═══ Material for this task ═══
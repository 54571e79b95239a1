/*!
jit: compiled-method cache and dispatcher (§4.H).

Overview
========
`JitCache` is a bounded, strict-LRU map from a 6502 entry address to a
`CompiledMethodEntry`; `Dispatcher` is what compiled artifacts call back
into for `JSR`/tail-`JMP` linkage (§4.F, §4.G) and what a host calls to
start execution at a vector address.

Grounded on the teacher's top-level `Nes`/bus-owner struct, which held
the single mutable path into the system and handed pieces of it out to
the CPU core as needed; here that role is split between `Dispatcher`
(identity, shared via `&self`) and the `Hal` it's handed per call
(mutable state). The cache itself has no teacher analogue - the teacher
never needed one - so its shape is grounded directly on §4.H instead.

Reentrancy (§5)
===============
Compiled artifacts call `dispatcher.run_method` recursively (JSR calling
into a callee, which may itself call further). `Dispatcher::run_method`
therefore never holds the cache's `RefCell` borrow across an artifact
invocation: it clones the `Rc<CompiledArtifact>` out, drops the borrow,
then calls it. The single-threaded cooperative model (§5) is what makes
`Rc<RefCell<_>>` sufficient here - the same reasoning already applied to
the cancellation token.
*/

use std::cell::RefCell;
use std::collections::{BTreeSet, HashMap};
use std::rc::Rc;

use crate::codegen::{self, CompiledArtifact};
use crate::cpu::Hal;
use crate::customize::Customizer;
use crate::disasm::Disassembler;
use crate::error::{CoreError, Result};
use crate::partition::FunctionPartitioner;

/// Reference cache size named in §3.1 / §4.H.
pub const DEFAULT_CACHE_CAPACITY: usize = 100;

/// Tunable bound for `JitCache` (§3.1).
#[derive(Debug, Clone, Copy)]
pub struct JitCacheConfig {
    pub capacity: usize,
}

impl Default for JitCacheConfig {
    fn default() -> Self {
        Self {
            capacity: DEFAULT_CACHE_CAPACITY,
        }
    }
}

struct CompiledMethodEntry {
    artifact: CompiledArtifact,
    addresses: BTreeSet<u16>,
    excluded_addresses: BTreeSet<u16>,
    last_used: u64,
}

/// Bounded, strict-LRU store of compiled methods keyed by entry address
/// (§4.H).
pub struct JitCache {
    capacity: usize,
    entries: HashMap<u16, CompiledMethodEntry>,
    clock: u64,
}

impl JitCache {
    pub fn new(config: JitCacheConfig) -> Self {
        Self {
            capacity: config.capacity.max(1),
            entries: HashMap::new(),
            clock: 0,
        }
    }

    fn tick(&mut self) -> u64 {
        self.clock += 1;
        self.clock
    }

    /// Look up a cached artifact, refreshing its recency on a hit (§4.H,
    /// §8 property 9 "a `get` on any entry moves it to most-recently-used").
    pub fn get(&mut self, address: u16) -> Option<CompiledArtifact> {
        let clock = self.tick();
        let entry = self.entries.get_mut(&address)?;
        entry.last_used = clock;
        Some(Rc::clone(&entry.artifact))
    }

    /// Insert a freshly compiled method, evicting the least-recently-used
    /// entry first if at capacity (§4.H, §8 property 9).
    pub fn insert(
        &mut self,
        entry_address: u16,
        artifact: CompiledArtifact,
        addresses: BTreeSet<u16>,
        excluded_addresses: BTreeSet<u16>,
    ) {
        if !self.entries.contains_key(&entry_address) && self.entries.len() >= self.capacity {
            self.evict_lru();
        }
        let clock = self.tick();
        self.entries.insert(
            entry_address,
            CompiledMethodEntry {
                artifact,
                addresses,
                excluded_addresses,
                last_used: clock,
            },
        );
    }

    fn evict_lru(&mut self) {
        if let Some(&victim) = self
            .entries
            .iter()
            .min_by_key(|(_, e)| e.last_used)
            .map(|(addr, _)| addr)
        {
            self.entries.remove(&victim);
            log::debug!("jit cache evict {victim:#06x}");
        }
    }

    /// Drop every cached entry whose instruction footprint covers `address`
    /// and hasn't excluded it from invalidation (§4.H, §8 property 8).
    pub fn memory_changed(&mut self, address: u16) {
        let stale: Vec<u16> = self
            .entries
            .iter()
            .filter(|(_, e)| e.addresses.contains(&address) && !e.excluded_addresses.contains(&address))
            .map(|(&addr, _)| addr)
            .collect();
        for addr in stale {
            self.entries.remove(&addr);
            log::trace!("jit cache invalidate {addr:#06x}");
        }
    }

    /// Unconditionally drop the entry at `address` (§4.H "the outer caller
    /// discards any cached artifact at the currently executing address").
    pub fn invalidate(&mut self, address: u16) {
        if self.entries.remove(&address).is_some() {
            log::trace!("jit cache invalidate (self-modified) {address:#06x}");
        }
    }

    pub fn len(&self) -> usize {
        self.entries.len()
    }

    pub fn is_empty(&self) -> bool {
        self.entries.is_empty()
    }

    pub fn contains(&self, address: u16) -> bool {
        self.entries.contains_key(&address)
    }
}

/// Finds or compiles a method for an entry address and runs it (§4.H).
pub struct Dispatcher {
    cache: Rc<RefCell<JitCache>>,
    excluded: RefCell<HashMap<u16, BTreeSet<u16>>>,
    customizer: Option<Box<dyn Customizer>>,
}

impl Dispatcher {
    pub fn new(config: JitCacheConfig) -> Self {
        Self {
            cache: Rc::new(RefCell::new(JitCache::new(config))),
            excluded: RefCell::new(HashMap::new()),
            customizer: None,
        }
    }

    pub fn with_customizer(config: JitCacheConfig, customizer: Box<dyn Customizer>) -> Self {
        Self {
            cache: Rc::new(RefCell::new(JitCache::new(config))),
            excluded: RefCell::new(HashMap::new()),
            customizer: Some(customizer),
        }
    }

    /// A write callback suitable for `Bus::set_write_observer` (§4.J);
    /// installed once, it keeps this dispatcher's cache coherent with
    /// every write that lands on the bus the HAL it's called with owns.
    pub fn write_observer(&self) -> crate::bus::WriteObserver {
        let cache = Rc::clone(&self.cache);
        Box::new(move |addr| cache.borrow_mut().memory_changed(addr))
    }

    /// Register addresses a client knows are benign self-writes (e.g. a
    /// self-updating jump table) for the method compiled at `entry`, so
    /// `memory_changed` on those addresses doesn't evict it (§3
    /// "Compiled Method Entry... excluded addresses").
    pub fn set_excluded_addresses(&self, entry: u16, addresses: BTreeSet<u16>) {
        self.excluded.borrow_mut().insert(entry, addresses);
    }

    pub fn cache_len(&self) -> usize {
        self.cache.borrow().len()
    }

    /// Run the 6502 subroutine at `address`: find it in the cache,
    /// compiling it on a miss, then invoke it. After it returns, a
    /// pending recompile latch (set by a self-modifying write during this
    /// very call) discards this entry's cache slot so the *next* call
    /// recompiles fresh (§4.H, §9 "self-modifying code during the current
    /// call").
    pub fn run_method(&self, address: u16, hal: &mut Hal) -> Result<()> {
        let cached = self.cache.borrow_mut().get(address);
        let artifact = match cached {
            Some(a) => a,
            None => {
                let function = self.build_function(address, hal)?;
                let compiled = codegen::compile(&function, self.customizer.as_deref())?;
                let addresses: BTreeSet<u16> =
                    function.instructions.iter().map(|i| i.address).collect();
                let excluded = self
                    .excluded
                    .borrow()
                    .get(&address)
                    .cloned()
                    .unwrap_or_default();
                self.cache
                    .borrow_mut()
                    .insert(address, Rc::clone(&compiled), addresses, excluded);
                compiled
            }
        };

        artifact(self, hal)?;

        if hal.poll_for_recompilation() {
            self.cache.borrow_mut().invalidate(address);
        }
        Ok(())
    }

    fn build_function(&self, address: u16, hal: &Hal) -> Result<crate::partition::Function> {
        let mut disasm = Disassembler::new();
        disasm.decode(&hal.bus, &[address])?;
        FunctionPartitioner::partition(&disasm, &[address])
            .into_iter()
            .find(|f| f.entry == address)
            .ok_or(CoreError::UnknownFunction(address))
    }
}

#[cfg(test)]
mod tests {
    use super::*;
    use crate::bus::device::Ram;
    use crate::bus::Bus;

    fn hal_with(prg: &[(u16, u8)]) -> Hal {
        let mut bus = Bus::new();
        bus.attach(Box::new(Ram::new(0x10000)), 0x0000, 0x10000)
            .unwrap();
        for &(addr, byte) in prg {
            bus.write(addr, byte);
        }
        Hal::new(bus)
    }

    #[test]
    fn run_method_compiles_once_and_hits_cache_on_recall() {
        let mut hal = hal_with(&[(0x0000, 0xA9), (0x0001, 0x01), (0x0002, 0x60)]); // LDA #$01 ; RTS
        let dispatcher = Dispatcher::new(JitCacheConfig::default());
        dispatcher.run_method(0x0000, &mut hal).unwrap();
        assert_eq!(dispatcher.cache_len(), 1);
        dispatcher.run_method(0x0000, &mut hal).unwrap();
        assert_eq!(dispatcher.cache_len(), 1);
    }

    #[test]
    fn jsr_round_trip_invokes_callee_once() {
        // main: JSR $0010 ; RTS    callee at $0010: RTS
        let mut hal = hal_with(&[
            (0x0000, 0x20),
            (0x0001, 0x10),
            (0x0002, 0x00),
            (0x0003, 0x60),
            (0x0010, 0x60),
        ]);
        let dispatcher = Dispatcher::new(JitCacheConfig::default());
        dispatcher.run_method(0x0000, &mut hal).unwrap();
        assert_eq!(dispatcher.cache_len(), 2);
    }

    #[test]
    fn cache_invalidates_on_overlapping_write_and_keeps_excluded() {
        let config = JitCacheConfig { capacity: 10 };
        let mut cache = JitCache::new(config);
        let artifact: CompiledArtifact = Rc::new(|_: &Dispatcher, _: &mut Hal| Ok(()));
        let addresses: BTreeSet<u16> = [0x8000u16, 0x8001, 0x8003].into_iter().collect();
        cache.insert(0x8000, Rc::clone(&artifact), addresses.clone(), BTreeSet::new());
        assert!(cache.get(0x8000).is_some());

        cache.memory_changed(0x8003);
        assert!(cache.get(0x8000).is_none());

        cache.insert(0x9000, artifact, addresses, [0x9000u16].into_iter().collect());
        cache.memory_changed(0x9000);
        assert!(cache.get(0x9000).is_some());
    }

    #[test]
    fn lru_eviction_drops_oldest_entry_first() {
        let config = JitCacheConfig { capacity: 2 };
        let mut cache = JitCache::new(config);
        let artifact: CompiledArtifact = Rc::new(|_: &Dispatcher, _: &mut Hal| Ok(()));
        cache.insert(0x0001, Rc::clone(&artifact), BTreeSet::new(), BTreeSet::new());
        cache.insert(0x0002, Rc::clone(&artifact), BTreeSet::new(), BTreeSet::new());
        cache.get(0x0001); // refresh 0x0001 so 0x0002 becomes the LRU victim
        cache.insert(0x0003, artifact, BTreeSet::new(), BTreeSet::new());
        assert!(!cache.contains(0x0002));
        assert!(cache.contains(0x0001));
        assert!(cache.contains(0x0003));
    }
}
═══
═══ Material for this task ═══
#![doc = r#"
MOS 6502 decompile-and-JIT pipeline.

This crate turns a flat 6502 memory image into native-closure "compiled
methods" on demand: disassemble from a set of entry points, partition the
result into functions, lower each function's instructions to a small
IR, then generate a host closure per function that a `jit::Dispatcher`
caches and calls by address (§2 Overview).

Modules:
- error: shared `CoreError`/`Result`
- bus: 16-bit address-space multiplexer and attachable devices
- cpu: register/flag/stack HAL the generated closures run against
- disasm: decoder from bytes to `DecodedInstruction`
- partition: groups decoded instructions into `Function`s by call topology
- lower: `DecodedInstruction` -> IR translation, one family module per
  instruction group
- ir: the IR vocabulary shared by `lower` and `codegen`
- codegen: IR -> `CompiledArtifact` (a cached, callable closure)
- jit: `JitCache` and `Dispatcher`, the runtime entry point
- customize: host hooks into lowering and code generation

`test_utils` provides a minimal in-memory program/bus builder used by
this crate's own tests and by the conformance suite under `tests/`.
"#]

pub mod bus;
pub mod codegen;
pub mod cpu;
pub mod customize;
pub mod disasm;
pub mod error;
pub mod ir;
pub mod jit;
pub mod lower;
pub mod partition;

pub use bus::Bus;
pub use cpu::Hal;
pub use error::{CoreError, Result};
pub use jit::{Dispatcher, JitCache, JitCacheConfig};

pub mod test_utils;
═══
Reproduce, character for character, only the lines of the preceding data that start at the line with "pub fn write_observer(&self)" and end at the line with "the *next* call", both included.

    pub fn write_observer(&self) -> crate::bus::WriteObserver {
        let cache = Rc::clone(&self.cache);
        Box::new(move |addr| cache.borrow_mut().memory_changed(addr))
    }

    /// Register addresses a client knows are benign self-writes (e.g. a
    /// self-updating jump table) for the method compiled at `entry`, so
    /// `memory_changed` on those addresses doesn't evict it (§3
    /// "Compiled Method Entry... excluded addresses").
    pub fn set_excluded_addresses(&self, entry: u16, addresses: BTreeSet<u16>) {
        self.excluded.borrow_mut().insert(entry, addresses);
    }

    pub fn cache_len(&self) -> usize {
        self.cache.borrow().len()
    }

    /// Run the 6502 subroutine at `address`: find it in the cache,
    /// compiling it on a miss, then invoke it. After it returns, a
    /// pending recompile latch (set by a self-modifying write during this
    /// very call) discards this entry's cache slot so the *next* call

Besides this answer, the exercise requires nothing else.